Your task:
Copy each line of the records that includes "push".

Study material:
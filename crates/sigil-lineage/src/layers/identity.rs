//! Identity layer (`did`)
//!
//! Binds the bundle to its identifier and controller. Required fields:
//! `id`, `controller`.

use std::collections::BTreeMap;

use serde::{Deserialize, Serialize};
use serde_json::{json, Value};

use super::{now_iso, LayerKind, MetadataLayer};
use crate::error::{MetadataError, MetadataResult};

/// Fixed `@context` of the identity projection
pub const IDENTITY_CONTEXT: [&str; 2] = [
    "https://www.w3.org/ns/did/v1",
    "https://w3id.org/security/suites/ed25519-2020/v1",
];

/// The identity layer of a metadata bundle
#[derive(Debug, Clone, PartialEq, Serialize, Deserialize)]
#[serde(rename_all = "camelCase")]
pub struct IdentityLayer {
    /// The asset identifier this bundle describes
    pub id: String,
    /// Controller of the identifier
    pub controller: String,
    /// Forward-compatible unknown fields
    #[serde(flatten)]
    pub extensions: BTreeMap<String, Value>,
    /// Last modification (ISO-8601 UTC)
    pub updated_at: String,
}

impl IdentityLayer {
    /// Create an identity layer for an identifier and its controller.
    pub fn new(id: impl Into<String>, controller: impl Into<String>) -> Self {
        Self {
            id: id.into(),
            controller: controller.into(),
            extensions: BTreeMap::new(),
            updated_at: now_iso(),
        }
    }
}

impl MetadataLayer for IdentityLayer {
    fn kind(&self) -> LayerKind {
        LayerKind::Identity
    }

    fn standard_tag(&self) -> &'static str {
        "did"
    }

    fn validate(&self) -> MetadataResult<()> {
        let mut fields = Vec::new();
        if self.id.is_empty() {
            fields.push("id".to_string());
        }
        if self.controller.is_empty() {
            fields.push("controller".to_string());
        }
        if fields.is_empty() {
            Ok(())
        } else {
            Err(MetadataError::InvalidIdentityLayer { fields })
        }
    }

    fn project(&self) -> Value {
        let mut doc = json!({
            "@context": IDENTITY_CONTEXT,
            "id": self.id,
            "controller": self.controller,
        });
        let map = doc.as_object_mut().expect("object literal");
        for (key, value) in &self.extensions {
            map.insert(key.clone(), value.clone());
        }
        doc
    }

    fn updated_at(&self) -> &str {
        &self.updated_at
    }

    fn touch(&mut self) {
        self.updated_at = now_iso();
    }
}

#[cfg(test)]
mod tests {
    use super::*;

    #[test]
    fn test_valid_layer() {
        let layer = IdentityLayer::new("did:asset:text:abc", "did:asset:generic:ctrl");
        assert!(layer.validate().is_ok());
        assert_eq!(layer.standard_tag(), "did");
    }

    #[test]
    fn test_validation_lists_empty_fields() {
        let layer = IdentityLayer::new("", "");
        match layer.validate().unwrap_err() {
            MetadataError::InvalidIdentityLayer { fields } => {
                assert_eq!(fields, vec!["id", "controller"]);
            }
            other => panic!("unexpected error: {other}"),
        }
    }

    #[test]
    fn test_projection_has_fixed_context() {
        let layer = IdentityLayer::new("did:asset:text:abc", "ctrl");
        let projected = layer.project();
        assert_eq!(projected["@context"][0], "https://www.w3.org/ns/did/v1");
        assert_eq!(projected["id"], "did:asset:text:abc");
    }

    #[test]
    fn test_extensions_survive_projection() {
        let mut layer = IdentityLayer::new("did:asset:text:abc", "ctrl");
        layer
            .extensions
            .insert("alsoKnownAs".into(), serde_json::json!(["urn:x:1"]));
        assert_eq!(layer.project()["alsoKnownAs"][0], "urn:x:1");
    }
}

Result for this exercise:
            fields.push("id".to_string());
            fields.push("controller".to_string());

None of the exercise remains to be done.